Le Conseil de l'IIHF «a déterminé qu'il était actuellement impossible de garantir le bien-être des équipes, des spectateurs et des officiels» lors d'une telle compétition, explique l'instance dans un communiqué. Le Mondial est prévu du 21 mai au 06 juin et devait être coorganisé par la Biélorussie et la Lettonie.

Lire aussi: Les sponsors ne veulent plus de la Biélorussie

L'IIHF dit avoir consulté «des experts indépendants et toutes les parties prenantes» sur le maintien du Mondial en Biélorussie, «compte tenu des préoccupations croissantes en matière de sûreté et de sécurité liées à la fois à la montée des troubles politiques et au Covid-19».

Un patron sous pression

Si la pandémie pèse sur la plupart des grandes compétitions à venir, l'IIHF était surtout embarrassée par le contexte politique, particulièrement depuis l'accolade lundi dernier de son patron René Fasel avec le président biélorusse Alexandre Loukachenko, lors d'une visite à Minsk.

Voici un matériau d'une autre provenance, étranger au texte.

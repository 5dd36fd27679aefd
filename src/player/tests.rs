use std::time::Duration;

use ratatui::layout::Rect;

use super::*;
use crate::audio::testing::{Call, RecordingBackend};
use crate::audio::{HandleId, MediaError, Volume};
use crate::library::{Track, TrackId};
use crate::playback::{Intent, PlaybackState, PlayerStatus};

fn track(id: &str, audio: Option<&str>) -> Track {
    Track {
        id: TrackId::new(id),
        title: id.to_string(),
        artist: String::new(),
        album: String::new(),
        duration_label: String::new(),
        audio_source: audio.map(str::to_string),
        cover_art_source: None,
        duration: None,
        display: id.to_string(),
    }
}

fn view() -> (PlayerView<RecordingBackend>, RecordingBackend) {
    let backend = RecordingBackend::default();
    let probe = backend.clone();
    (PlayerView::new(backend, Duration::from_millis(50)), probe)
}

#[test]
fn enter_loading_releases_previous_handle_first() {
    let (mut v, probe) = view();
    assert_eq!(
        v.enter_loading(&track("a", Some("a.mp3")), Volume::new(30)),
        LoadOutcome::Attached(HandleId(1))
    );
    assert_eq!(
        v.enter_loading(&track("b", Some("b.mp3")), Volume::new(30)),
        LoadOutcome::Attached(HandleId(2))
    );

    assert_eq!(
        probe.calls(),
        vec![
            Call::Open {
                handle: HandleId(1),
                locator: "a.mp3".into(),
                volume: Volume::new(30),
            },
            Call::Release(HandleId(1), Duration::from_millis(50)),
            Call::Open {
                handle: HandleId(2),
                locator: "b.mp3".into(),
                volume: Volume::new(30),
            },
        ]
    );
    assert!(v.owns(HandleId(2)));
    assert!(!v.owns(HandleId(1)));
}

#[test]
fn blank_source_constructs_nothing() {
    let (mut v, probe) = view();
    assert_eq!(
        v.enter_loading(&track("a", Some("   ")), Volume::default()),
        LoadOutcome::NoSource
    );
    assert_eq!(
        v.enter_loading(&track("b", None), Volume::default()),
        LoadOutcome::NoSource
    );
    assert!(probe.calls().is_empty());
    assert!(v.handle().is_none());
}

#[test]
fn failed_open_leaves_no_handle_and_ids_are_not_reused() {
    let (mut v, probe) = view();
    probe.fail_source("bad.mp3");
    assert!(matches!(
        v.enter_loading(&track("a", Some("bad.mp3")), Volume::default()),
        LoadOutcome::Failed(MediaError::Open(_))
    ));
    assert!(v.handle().is_none());
    assert_eq!(v.start(), Err(MediaError::NoHandle));

    assert_eq!(
        v.enter_loading(&track("b", Some("good.mp3")), Volume::default()),
        LoadOutcome::Attached(HandleId(2))
    );
}

#[test]
fn volume_is_applied_only_to_a_live_handle() {
    let (mut v, probe) = view();
    v.apply_volume(Volume::new(10));
    assert!(probe.calls().is_empty());

    v.enter_loading(&track("a", Some("a.mp3")), Volume::new(10));
    v.apply_volume(Volume::new(45));
    assert_eq!(
        probe.calls().last(),
        Some(&Call::SetVolume(HandleId(1), Volume::new(45)))
    );
}

#[test]
fn unmount_fades_and_drop_is_silent_afterwards() {
    let (mut v, probe) = view();
    v.enter_loading(&track("a", Some("a.mp3")), Volume::default());
    v.unmount(Duration::from_secs(1));
    drop(v);
    assert_eq!(
        probe.calls().last(),
        Some(&Call::Release(HandleId(1), Duration::from_secs(1)))
    );
    assert_eq!(
        probe
            .calls()
            .iter()
            .filter(|c| matches!(c, Call::Release(..)))
            .count(),
        1
    );
}

#[test]
fn transport_intent_targets_the_selected_track() {
    let mut state = PlaybackState::default();
    assert_eq!(transport_intent(&state), None);

    state.selected = Some(TrackId::new("b"));
    state.status = PlayerStatus::Playing;
    assert_eq!(
        transport_intent(&state),
        Some(Intent::TogglePlayPause(TrackId::new("b")))
    );
}

fn bar() -> Rect {
    Rect::new(10, 5, 11, 1)
}

#[test]
fn volume_at_maps_bar_edges_to_range_and_clamps() {
    assert_eq!(volume_at(10, bar()).percent(), 0);
    assert_eq!(volume_at(15, bar()).percent(), 50);
    assert_eq!(volume_at(20, bar()).percent(), 100);
    assert_eq!(volume_at(2, bar()).percent(), 0);
    assert_eq!(volume_at(70, bar()).percent(), 100);
}

#[test]
fn press_outside_the_bar_does_not_capture() {
    let mut drag = VolumeDrag::default();
    assert_eq!(drag.press(9, 5, bar()), None);
    assert_eq!(drag.press(12, 6, bar()), None);
    assert!(!drag.is_dragging());
    assert_eq!(drag.move_to(15), None);
}

#[test]
fn drag_keeps_updating_outside_the_bar_until_release() {
    let mut drag = VolumeDrag::default();
    assert_eq!(drag.press(12, 5, bar()), Some(Volume::new(20)));
    assert!(drag.is_dragging());

    assert_eq!(drag.move_to(18), Some(Volume::new(80)));
    assert_eq!(drag.move_to(200), Some(Volume::new(100)));
    assert_eq!(drag.move_to(0), Some(Volume::new(0)));

    assert!(drag.release());
    assert_eq!(drag.move_to(15), None);
    assert!(!drag.release());
}
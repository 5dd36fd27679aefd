use std::path::PathBuf;
use std::time::Duration;

use crate::app::AppOptions;
use crate::audio::Volume;
use crate::config;
use crate::playback::CoordinatorOptions;

/// Translate loaded settings into the options the app is built with.
pub fn app_options(settings: &config::Settings) -> AppOptions {
    AppOptions {
        coordinator: CoordinatorOptions {
            volume: Volume::new(settings.audio.initial_volume),
            autoplay: settings.playback.autoplay,
            release_fade: Duration::from_millis(settings.audio.release_fade_ms),
        },
        scrub_seconds: settings.controls.scrub_seconds,
        volume_step: settings.audio.volume_step,
    }
}

/// Playlist source: the command line, then `library.playlist`, then the
/// working directory.
pub fn resolve_source(arg: Option<PathBuf>, settings: &config::Settings) -> PathBuf {
    arg.or_else(|| settings.library.playlist.clone())
        .or_else(|| std::env::current_dir().ok())
        .unwrap_or_else(|| PathBuf::from("."))
}
//! Audio-related small types.
//!
//! This module defines the handle ids, volume, events and errors shared
//! between the media backend and the code that drives it.

use std::fmt;
use std::time::Duration;

use thiserror::Error;

/// Identity of one media handle. Every backend event carries the id of the
/// handle it belongs to, so events for a released handle can be told apart.
#[derive(Debug, Copy, Clone, PartialEq, Eq, Hash, PartialOrd, Ord)]
pub struct HandleId(pub u64);

impl fmt::Display for HandleId {
    fn fmt(&self, f: &mut fmt::Formatter<'_>) -> fmt::Result {
        write!(f, "#{}", self.0)
    }
}

/// Output volume in percent, always within `0..=100`.
#[derive(Debug, Copy, Clone, PartialEq, Eq, PartialOrd, Ord)]
pub struct Volume(u8);

impl Volume {
    pub const MAX: Volume = Volume(100);

    /// Clamp `percent` into range.
    pub fn new(percent: u8) -> Self {
        Self(percent.min(100))
    }

    pub fn from_i32(percent: i32) -> Self {
        Self(percent.clamp(0, 100) as u8)
    }

    pub fn percent(self) -> u8 {
        self.0
    }

    /// Linear gain for the output sink.
    pub fn as_gain(self) -> f32 {
        f32::from(self.0) / 100.0
    }

    pub fn step(self, delta: i32) -> Self {
        Self::from_i32(i32::from(self.0) + delta)
    }
}

impl Default for Volume {
    fn default() -> Self {
        Self(70)
    }
}

impl fmt::Display for Volume {
    fn fmt(&self, f: &mut fmt::Formatter<'_>) -> fmt::Result {
        write!(f, "{}", self.0)
    }
}

#[derive(Debug, Clone, PartialEq, Eq, Error)]
pub enum MediaError {
    #[error("unsupported source: {0}")]
    UnsupportedSource(String),
    #[error("could not open: {0}")]
    Open(String),
    #[error("could not decode: {0}")]
    Decode(String),
    #[error("no audio output device: {0}")]
    NoOutputDevice(String),
    /// Playback start refused by the environment.
    #[error("playback start was blocked")]
    Blocked,
    #[error("no such media handle")]
    NoHandle,
    #[error("audio thread is gone")]
    Disconnected,
}

#[derive(Debug, Clone, PartialEq)]
pub enum MediaEventKind {
    /// The source decoded and a paused output is ready to start.
    Ready { duration: Option<Duration> },
    Progress { position: Duration },
    Ended,
    Failed(MediaError),
}

#[derive(Debug, Clone, PartialEq)]
pub struct MediaEvent {
    pub handle: HandleId,
    pub kind: MediaEventKind,
}

impl MediaEvent {
    pub fn new(handle: HandleId, kind: MediaEventKind) -> Self {
        Self { handle, kind }
    }
}

/// The native playback primitive.
///
/// Calls never block on decoding or output; results arrive later as
/// [`MediaEvent`]s tagged with the handle id passed in here.
pub trait MediaBackend {
    fn open(&mut self, handle: HandleId, locator: &str, volume: Volume) -> Result<(), MediaError>;
    fn play(&mut self, handle: HandleId) -> Result<(), MediaError>;
    fn pause(&mut self, handle: HandleId) -> Result<(), MediaError>;
    fn seek(&mut self, handle: HandleId, position: Duration) -> Result<(), MediaError>;
    fn set_volume(&mut self, handle: HandleId, volume: Volume) -> Result<(), MediaError>;
    /// Stop and detach `handle`. Releasing an unknown handle is a no-op.
    fn release(&mut self, handle: HandleId, fade_out: Duration);
}

#[derive(Debug)]
pub(super) enum AudioCmd {
    Open {
        handle: HandleId,
        path: std::path::PathBuf,
        volume: Volume,
    },
    Play(HandleId),
    Pause(HandleId),
    Seek(HandleId, Duration),
    SetVolume(HandleId, Volume),
    Release { handle: HandleId, fade_out_ms: u64 },
    /// Quit the audio thread, optionally fading out over `fade_out_ms` milliseconds.
    Quit { fade_out_ms: u64 },
}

Lire également: René Fasel reconnaît qu’il devient «très difficile» d’organiser les mondiaux en Biélorussie

Le dirigeant avait demandé à René Fasel de résister à la «pression injuste» de sportifs et de politiques, tel que le ministre des Affaires étrangères tchèque Tomas Petricek, pour qui organiser le tournoi suprême au Belarus «légitimerait un régime répressif».

Lire encore: René Fasel, l’année de trop?

Dans la foulée, le constructeur tchèque Skoda avait fait savoir samedi sur Twitter qu'il ne «parrainera(it) pas les championnats du monde 2021 si la Biélorussie (était) confirmée comme pays coorganisateur», par respect pour «les droits humains». La firme allemande Liqui Moly s'était désistée le lendemain et le Suisse Tissot se disait lundi «préoccupé par les droits de l'homme».

«Il est très regrettable de devoir retirer la candidature conjointe de Minsk/Riga», déclare René Fasel, cité par l'IIHF, alors que l'instance doit encore se pencher «sur le statut de coorganisateur de la Lettonie», et «évaluer la possibilité de regrouper les matches «sur un site unique».

Le patron suisse du hockey mondial assure avoir essayé «de promouvoir l'idée que le championnat du monde pourrait être utilisé comme un outil de réconciliation pour aider à calmer les problèmes sociopolitiques en Biélorussie et à trouver une voie positive».


Réactions

L'opposante biélorusse en exil Svetlana Tikhanovskaïa a salué lundi comme «une victoire» la décision de la Fédération internationale de hockey sur glace (IIHF) de retirer à Minsk l'organisation du prochain Mondial de cette discipline prévu en mai et juin.

«C'est une victoire car il n'y aura pas de vague de répression supplémentaire sous prétexte de "nettoyer" la ville avant le Championnat du monde», a affirmé Mme Tikhanovskaïa sur son compte Telegram. L'opposition biélorusse avait appelé à ce retrait pour dénoncer le maintien au pouvoir du président Alexandre Loukachenko, malgré une vague de protestation historique.